满座的人都咽了咽口中的唾沫,不敢直视这个明明只是一个少年的太子殿下。

李熠不同,他托了腮,弯眸浅笑着向慕偕看过去,甚至眨了眨眼,这位太子殿下可真是会“演”。

宴会将尽之际,岭南王拍了拍掌,侍者们排成一列进来,为每个桌上又上来了一道浮圆子。

胖嘟嘟圆滚滚的小圆子们挤在漂亮的玉碗里,李熠吃完了几个,它们便成功分散了开来,各自优哉游哉漂荡在汤面上,形成了不大不小的间隙,倒是别致。

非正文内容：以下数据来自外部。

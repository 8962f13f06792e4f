//! GPU-side LSD radix sort of the instance keys.
//!
//! Keys are 64-bit `(tile << 32) | depth_bits`, stored as `vec2<u32>`. Each
//! pass sorts one 8-bit digit with three kernels (histogram, offsets,
//! scatter) and ping-pongs between the primary and alternate buffers. The
//! scatter is stable, so after all passes the keys are ordered by tile and,
//! within a tile, by depth.

use wgpu::*;

use super::buffers::{create_buffer_init, dispatch_size};
use super::pipelines::{buffer_entries, compute_pipeline, storage_entry, uniform_entry};
use super::resources::InstanceBuffers;
use super::shaders;
use super::types::SortParams;
use crate::core::SortPlan;
use crate::render::radix::BLOCK_SIZE;

pub struct RadixSorter {
    histogram: ComputePipeline,
    offsets: ComputePipeline,
    scatter: ComputePipeline,
    bind_group_layout: BindGroupLayout,
}

impl RadixSorter {
    pub fn new(device: &Device) -> Self {
        let shader = shaders::create_radix_sort_shader(device);

        let bind_group_layout = device.create_bind_group_layout(&BindGroupLayoutDescriptor {
            label: Some("Radix Sort Bind Group Layout"),
            entries: &[
                uniform_entry(0, ShaderStages::COMPUTE),
                storage_entry(1, true),
                storage_entry(2, true),
                storage_entry(3, false),
                storage_entry(4, false),
                storage_entry(5, false),
            ],
        });

        let histogram = compute_pipeline(
            device,
            "Radix Histogram Pipeline",
            &bind_group_layout,
            &shader,
            "radix_histogram",
        );
        let offsets = compute_pipeline(
            device,
            "Radix Offsets Pipeline",
            &bind_group_layout,
            &shader,
            "radix_offsets",
        );
        let scatter = compute_pipeline(
            device,
            "Radix Scatter Pipeline",
            &bind_group_layout,
            &shader,
            "radix_scatter",
        );

        Self {
            histogram,
            offsets,
            scatter,
            bind_group_layout,
        }
    }

    /// Record the sort of the first `count` entries of `buffers.keys[0]` /
    /// `buffers.values[0]`. Returns the index of the buffer pair holding
    /// the sorted result.
    pub fn sort(
        &self,
        device: &Device,
        encoder: &mut CommandEncoder,
        buffers: &InstanceBuffers,
        count: u32,
        plan: &SortPlan,
    ) -> usize {
        if count <= 1 {
            return 0;
        }

        let block = BLOCK_SIZE as u32;
        let num_blocks = count.div_ceil(block);
        let (x, y) = dispatch_size(count, block);
        let mut src = 0usize;

        for pass in 0..plan.passes {
            let params = SortParams {
                count,
                shift: SortPlan::shift(pass),
                num_blocks,
                _pad: 0,
            };
            let params_buffer =
                create_buffer_init(device, "Sort Params", &[params], BufferUsages::UNIFORM);

            let dst = 1 - src;
            let bind_group = device.create_bind_group(&BindGroupDescriptor {
                label: Some("Radix Sort Bind Group"),
                layout: &self.bind_group_layout,
                entries: &buffer_entries(&[
                    &params_buffer,
                    &buffers.keys[src],
                    &buffers.values[src],
                    &buffers.keys[dst],
                    &buffers.values[dst],
                    &buffers.histogram,
                ]),
            });

            let mut cpass = encoder.begin_compute_pass(&ComputePassDescriptor {
                label: Some("Radix Sort Pass"),
                timestamp_writes: None,
            });
            cpass.set_bind_group(0, &bind_group, &[]);

            cpass.set_pipeline(&self.histogram);
            cpass.dispatch_workgroups(x, y, 1);

            cpass.set_pipeline(&self.offsets);
            cpass.dispatch_workgroups(1, 1, 1);

            cpass.set_pipeline(&self.scatter);
            cpass.dispatch_workgroups(x, y, 1);
            drop(cpass);

            src = dst;
        }

        debug_assert_eq!(src == 1, plan.result_in_alternate());
        src
    }
}
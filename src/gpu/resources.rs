//! Device buffers grouped by what their size depends on.
//!
//! - [`SceneBuffers`]: number of splats (rebuilt on scene load)
//! - [`InstanceBuffers`]: instance capacity (rebuilt on growth)
//! - [`TileBuffers`]: viewport (rebuilt on resize)

use tracing::debug;
use wgpu::*;

use super::buffers::{create_buffer_init, create_storage};
use super::types::PrimitiveGPU;
use crate::core::tiles::RADIX_BUCKETS;
use crate::core::{PrimitiveStore, ScreenAttributes, TileGrid, TileRange};
use crate::render::radix::BLOCK_SIZE;

pub struct SceneBuffers {
    pub num_primitives: u32,
    pub primitives: Buffer,
    pub attributes: Buffer,
    pub overlaps: Buffer,
    /// Ping-pong prefix-scan buffers, `n + 1` slots each.
    pub scan: [Buffer; 2],
}

impl SceneBuffers {
    pub fn new(device: &Device, store: &PrimitiveStore) -> Self {
        let mut data: Vec<PrimitiveGPU> = store
            .as_slice()
            .iter()
            .map(PrimitiveGPU::from_gaussian)
            .collect();
        let n = data.len() as u64;
        if data.is_empty() {
            data.push(bytemuck::Zeroable::zeroed());
        }

        let primitives = create_buffer_init(device, "Primitives", &data, BufferUsages::STORAGE);
        let attributes = create_storage::<ScreenAttributes>(
            device,
            "Screen Attributes",
            n.max(1),
            BufferUsages::COPY_SRC,
        );
        let overlaps =
            create_storage::<u32>(device, "Tile Overlaps", n.max(1), BufferUsages::COPY_SRC);
        let scan_usage = BufferUsages::COPY_SRC | BufferUsages::COPY_DST;
        let scan = [
            create_storage::<u32>(device, "Scan Ping", n + 1, scan_usage),
            create_storage::<u32>(device, "Scan Pong", n + 1, scan_usage),
        ];

        debug!(
            splats = n,
            bytes = n * std::mem::size_of::<PrimitiveGPU>() as u64,
            "uploaded scene"
        );

        Self {
            num_primitives: n as u32,
            primitives,
            attributes,
            overlaps,
            scan,
        }
    }
}

/// Keys, values and the radix histogram, sized for `capacity` instances.
pub struct InstanceBuffers {
    pub capacity: u64,
    /// `[primary, alternate]`; keys are `vec2<u32>` (depth bits, tile).
    pub keys: [Buffer; 2],
    pub values: [Buffer; 2],
    pub histogram: Buffer,
}

impl InstanceBuffers {
    pub fn new(device: &Device, capacity: u64) -> Self {
        let capacity = capacity.max(1);
        let usage = BufferUsages::COPY_SRC;
        let blocks = capacity.div_ceil(BLOCK_SIZE as u64);

        Self {
            capacity,
            keys: [
                create_storage::<[u32; 2]>(device, "Sort Keys", capacity, usage),
                create_storage::<[u32; 2]>(device, "Sort Keys Alt", capacity, usage),
            ],
            values: [
                create_storage::<u32>(device, "Sort Values", capacity, usage),
                create_storage::<u32>(device, "Sort Values Alt", capacity, usage),
            ],
            histogram: create_storage::<u32>(
                device,
                "Radix Histogram",
                blocks * RADIX_BUCKETS as u64,
                BufferUsages::empty(),
            ),
        }
    }
}

/// Tile ranges and the composite output image.
pub struct TileBuffers {
    pub grid: TileGrid,
    pub ranges: Buffer,
    pub output: Texture,
    pub output_view: TextureView,
    pub blit_bind_group: BindGroup,
}

impl TileBuffers {
    pub fn new(device: &Device, grid: TileGrid, blit_layout: &BindGroupLayout) -> Self {
        let ranges = create_storage::<TileRange>(
            device,
            "Tile Ranges",
            (grid.num_tiles() as u64).max(1),
            BufferUsages::COPY_DST | BufferUsages::COPY_SRC,
        );

        let output = device.create_texture(&TextureDescriptor {
            label: Some("Composite Output"),
            size: Extent3d {
                width: grid.width.max(1),
                height: grid.height.max(1),
                depth_or_array_layers: 1,
            },
            mip_level_count: 1,
            sample_count: 1,
            dimension: TextureDimension::D2,
            format: TextureFormat::Rgba8Unorm,
            usage: TextureUsages::STORAGE_BINDING
                | TextureUsages::TEXTURE_BINDING
                | TextureUsages::COPY_SRC,
            view_formats: &[],
        });
        let output_view = output.create_view(&TextureViewDescriptor::default());

        let blit_bind_group = device.create_bind_group(&BindGroupDescriptor {
            label: Some("Blit Bind Group"),
            layout: blit_layout,
            entries: &[BindGroupEntry {
                binding: 0,
                resource: BindingResource::TextureView(&output_view),
            }],
        });

        Self {
            grid,
            ranges,
            output,
            output_view,
            blit_bind_group,
        }
    }
}
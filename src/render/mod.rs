//! Host (CPU) implementation of the rendering pipeline.
//!
//! Every GPU stage has a host counterpart here with the same inputs,
//! outputs and buffer layout:
//! - `project`: splats → screen attributes + tile overlap counts
//! - `scan`: overlap counts → instance offsets + total
//! - `keys`: offsets → unsorted (tile|depth, splat) pairs
//! - `radix`: LSD radix sort of the pairs
//! - `binning`: sorted keys → per-tile ranges
//! - `composite`: ranges → pixels
//!
//! `CpuStages` strings them together behind the same `FrameStages` seam
//! the GPU backend uses. It serves as the reference when checking GPU
//! output, and as the backend for headless tests of the frame loop.

pub mod binning;
pub mod composite;
pub mod keys;
pub mod project;
pub mod radix;
mod reference;
pub mod scan;

pub use reference::{render_reference, CpuStages};
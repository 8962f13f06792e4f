//! splat-render: render a splat scene to a PNG without a window
//!
//! Usage:
//!   splat-render --scene scene.ply --out render.png
//!   splat-render --scene scene.ply --width 1920 --height 1080 --eye 0,0,-3 --target 0,0,0
//!   splat-render --config splat.toml --frames 100

use anyhow::{bail, Context, Result};
use clap::Parser;
use nalgebra::Vector3;
use std::path::PathBuf;
use std::sync::Arc;
use std::time::Instant;
use tracing::info;

use splat_rs::gpu::{ContextOptions, GpuContext, GpuRenderer};
use splat_rs::io::{load_ply, load_ply_limited};
use splat_rs::{Camera, RendererConfig};

#[derive(Parser)]
#[command(name = "splat-render")]
#[command(author, version, about = "Render a Gaussian splat scene to a PNG")]
struct Args {
    /// Scene file (.ply). Defaults to the first scene in the config.
    #[arg(long)]
    scene: Option<PathBuf>,

    /// Renderer config (TOML)
    #[arg(long)]
    config: Option<PathBuf>,

    /// Output image
    #[arg(long, default_value = "render.png")]
    out: PathBuf,

    #[arg(long, default_value = "1280")]
    width: u32,

    #[arg(long, default_value = "720")]
    height: u32,

    /// Frames to render; the last one is written out
    #[arg(long, default_value = "1")]
    frames: u32,

    /// Camera position as x,y,z (overrides the config)
    #[arg(long, value_parser = parse_vec3)]
    eye: Option<Vector3<f32>>,

    /// Look-at point as x,y,z (overrides the config)
    #[arg(long, value_parser = parse_vec3)]
    target: Option<Vector3<f32>>,

    /// Load only the first N splats
    #[arg(long)]
    limit: Option<usize>,

    /// Composite at half resolution
    #[arg(long)]
    half_res: bool,
}

fn parse_vec3(s: &str) -> Result<Vector3<f32>, String> {
    let parts: Vec<f32> = s
        .split(',')
        .map(|p| p.trim().parse::<f32>().map_err(|e| e.to_string()))
        .collect::<Result<_, _>>()?;
    match parts.as_slice() {
        [x, y, z] => Ok(Vector3::new(*x, *y, *z)),
        _ => Err(format!("expected three comma-separated floats, got '{s}'")),
    }
}

fn main() -> Result<()> {
    tracing_subscriber::fmt()
        .with_env_filter(
            tracing_subscriber::EnvFilter::try_from_default_env()
                .unwrap_or_else(|_| tracing_subscriber::EnvFilter::new("info")),
        )
        .init();

    let args = Args::parse();
    info!("splat-render v{}", splat_rs::VERSION);

    let mut config = RendererConfig::load_or_default(args.config.as_deref())?;
    if args.half_res {
        config.half_resolution = true;
    }
    if args.width == 0 || args.height == 0 {
        bail!("--width and --height must be positive");
    }

    let scene_path = match args.scene.or_else(|| config.scenes.first().cloned()) {
        Some(p) => p,
        None => bail!("no scene given; pass --scene or list one in the config"),
    };
    let t = Instant::now();
    let store = match args.limit {
        Some(max) => load_ply_limited(&scene_path, max),
        None => load_ply(&scene_path),
    }
    .with_context(|| format!("loading {}", scene_path.display()))?;
    info!(
        splats = store.len(),
        ms = t.elapsed().as_millis() as u64,
        "loaded {}",
        scene_path.display()
    );

    let mut camera = config.initial_camera();
    if args.eye.is_some() || args.target.is_some() {
        camera = Camera::look_at(
            args.eye.unwrap_or_else(|| Vector3::from(config.eye)),
            args.target.unwrap_or_else(|| Vector3::from(config.target)),
            Vector3::from(config.up),
            config.fov_radians(),
            config.near,
            config.far,
        );
    }

    let options = ContextOptions {
        validation: config.validation,
        adapter_index: config.adapter_index,
    };
    let ctx = Arc::new(GpuContext::new_blocking(&options).map_err(anyhow::Error::msg)?);
    let mut renderer = GpuRenderer::new(
        ctx,
        &store,
        args.width,
        args.height,
        config.composite_settings(),
    )?;

    let frames = args.frames.max(1);
    let t = Instant::now();
    let mut image = None;
    for _ in 0..frames {
        image = Some(renderer.render(&camera)?);
    }
    let elapsed = t.elapsed().as_secs_f32();
    info!(
        frames,
        avg_ms = elapsed * 1000.0 / frames as f32,
        instances = renderer.orchestrator().metrics().value("instances").unwrap_or(0.0),
        multiplier = renderer.orchestrator().capacity().multiplier(),
        "rendered"
    );

    let image = image.context("no frame rendered")?;
    image
        .save(&args.out)
        .with_context(|| format!("writing {}", args.out.display()))?;
    info!("wrote {}", args.out.display());

    Ok(())
}
//! GPU-friendly data types.
//!
//! These types are uploaded directly to GPU buffers:
//! - Flat memory layout (no pointers)
//! - Field order and padding match the WGSL structs
//! - bytemuck Pod + Zeroable traits

use crate::core::Gaussian;

/// GPU representation of a splat. Matches `Primitive` in `project.wgsl`.
///
/// Total size: 240 bytes.
#[repr(C)]
#[derive(Copy, Clone, Debug, bytemuck::Pod, bytemuck::Zeroable)]
pub struct PrimitiveGPU {
    /// World position (x, y, z) and opacity in `w`.
    pub position_opacity: [f32; 4],

    /// 3D covariance, upper triangle `[xx, xy, xz, yy, yz, zz]`.
    pub cov3d: [f32; 6],
    pub _pad: [f32; 2],

    /// SH coefficients, 16 RGB triplets: `[r0, g0, b0, r1, g1, b1, ...]`.
    pub sh: [f32; 48],
}

impl PrimitiveGPU {
    pub fn from_gaussian(g: &Gaussian) -> Self {
        let mut sh = [0.0f32; 48];
        for (k, rgb) in g.sh_coeffs.iter().enumerate() {
            sh[k * 3..k * 3 + 3].copy_from_slice(rgb);
        }

        Self {
            position_opacity: [g.position.x, g.position.y, g.position.z, g.opacity],
            cov3d: *g.covariance(),
            _pad: [0.0; 2],
            sh,
        }
    }
}

#[repr(C)]
#[derive(Copy, Clone, Debug, Default, bytemuck::Pod, bytemuck::Zeroable)]
pub struct ProjectParams {
    pub num_primitives: u32,
    pub tiles_x: u32,
    pub tiles_y: u32,
    pub _pad: u32,
}

#[repr(C)]
#[derive(Copy, Clone, Debug, Default, bytemuck::Pod, bytemuck::Zeroable)]
pub struct ScanParams {
    /// Number of input counts; the buffers hold `n + 1` slots.
    pub n: u32,
    pub stride: u32,
    pub _pad: [u32; 2],
}

#[repr(C)]
#[derive(Copy, Clone, Debug, Default, bytemuck::Pod, bytemuck::Zeroable)]
pub struct ExpandParams {
    pub num_primitives: u32,
    /// Writes at or past this slot are dropped.
    pub capacity: u32,
    pub tiles_x: u32,
    pub _pad: u32,
}

#[repr(C)]
#[derive(Copy, Clone, Debug, Default, bytemuck::Pod, bytemuck::Zeroable)]
pub struct SortParams {
    pub count: u32,
    /// Bit offset of this pass's digit within the 64-bit key.
    pub shift: u32,
    pub num_blocks: u32,
    pub _pad: u32,
}

#[repr(C)]
#[derive(Copy, Clone, Debug, Default, bytemuck::Pod, bytemuck::Zeroable)]
pub struct BinParams {
    pub count: u32,
    pub num_tiles: u32,
    pub _pad: [u32; 2],
}

#[repr(C)]
#[derive(Copy, Clone, Debug, Default, bytemuck::Pod, bytemuck::Zeroable)]
pub struct CompositeParams {
    pub width: u32,
    pub height: u32,
    pub tiles_x: u32,
    pub half_resolution: u32,
    pub background: [f32; 4],
}

/// Pack a host key into the `vec2<u32>` (depth bits, tile) the shaders use.
pub fn key_to_gpu(key: u64) -> [u32; 2] {
    [key as u32, (key >> 32) as u32]
}

pub fn key_from_gpu(key: [u32; 2]) -> u64 {
    ((key[1] as u64) << 32) | key[0] as u64
}

#[cfg(test)]
mod tests {
    use super::*;
    use crate::core::composite_key;
    use nalgebra::{UnitQuaternion, Vector3};

    #[test]
    fn test_gpu_struct_sizes() {
        assert_eq!(std::mem::size_of::<PrimitiveGPU>(), 240);
        assert_eq!(std::mem::size_of::<ProjectParams>(), 16);
        assert_eq!(std::mem::size_of::<ScanParams>(), 16);
        assert_eq!(std::mem::size_of::<SortParams>(), 16);
        assert_eq!(std::mem::size_of::<CompositeParams>(), 32);
    }

    #[test]
    fn test_primitive_packing() {
        let mut sh = [[0.0f32; 3]; 16];
        sh[0] = [0.1, 0.2, 0.3];
        sh[15] = [0.7, 0.8, 0.9];
        let g = Gaussian::new(
            Vector3::new(1.0, 2.0, 3.0),
            Vector3::new(0.5, 0.5, 0.5),
            UnitQuaternion::identity(),
            0.4,
            sh,
        );
        let p = PrimitiveGPU::from_gaussian(&g);
        assert_eq!(p.position_opacity, [1.0, 2.0, 3.0, 0.4]);
        assert_eq!(&p.sh[0..3], &[0.1, 0.2, 0.3]);
        assert_eq!(&p.sh[45..48], &[0.7, 0.8, 0.9]);
        assert_eq!(p.cov3d, *g.covariance());
    }

    #[test]
    fn test_key_words() {
        let key = composite_key(7, 2.5);
        let gpu = key_to_gpu(key);
        assert_eq!(gpu[1], 7);
        assert_eq!(gpu[0], 2.5f32.to_bits());
        assert_eq!(key_from_gpu(gpu), key);
    }
}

这圆子是红豆味的,李熠不是很喜欢吃,他只将就吃了那么几个,便偏了偏脑袋,悄悄往慕偕那里看过去。

真不巧,岭南王开始说话了。

“今日元宵佳节,本王先祝诸位元宵快乐!佳节里,都得吃点浮圆子,免得回家挨饿,现在吃好了,也正省得你们婆娘再去做了……你们说是不是?!……嗝。”

岭南王大约四十来岁,络腮胡子长的很,头发花白着,用那玉冠松松垮垮束在一起,脸颊上两团红晕,明显醉的不轻。

新王后任他把头靠在她自己肩头,吃完了圆子才招招手命侍卫把岭南王拉走。她慢慢悠悠吃了盏茶,抬眸对慕偕歉意笑笑:

“殿下见笑了,”

“无妨。王爷率性而为,是大丈夫之举。”慕偕随口恭维。

“什么大丈夫不大丈夫的,他不过是个老点的男人罢了,”新王后冷哼一声,道,“就他?自己以为自己多厉害呢……他是谁啊?谁认识他吗?”

众人都竖起了耳朵,认真听着。

新王后却不说了,只淡淡道:“晚间有灯会,殿下可以同李小将军一同过去,那灯会挺不错的。”

旁边一道慵懒声音传过来,“岂止是挺不错,那还真就是称得上好。”

李熠循声看了去,正巧和傅久檄对上眼睛,对方眨了两下眼睛,露出个恶劣至极的笑。

晚间灯会,慕偕却没过去。

他仅仅在街角几乎无人问津的地方买了个玉兔灯笼,挑着回了岭南宫。李熠疑惑,便问他“为何不去”,而他,只说了一句话。

“过去都是我阿娘带我去的。”

斯人已逝。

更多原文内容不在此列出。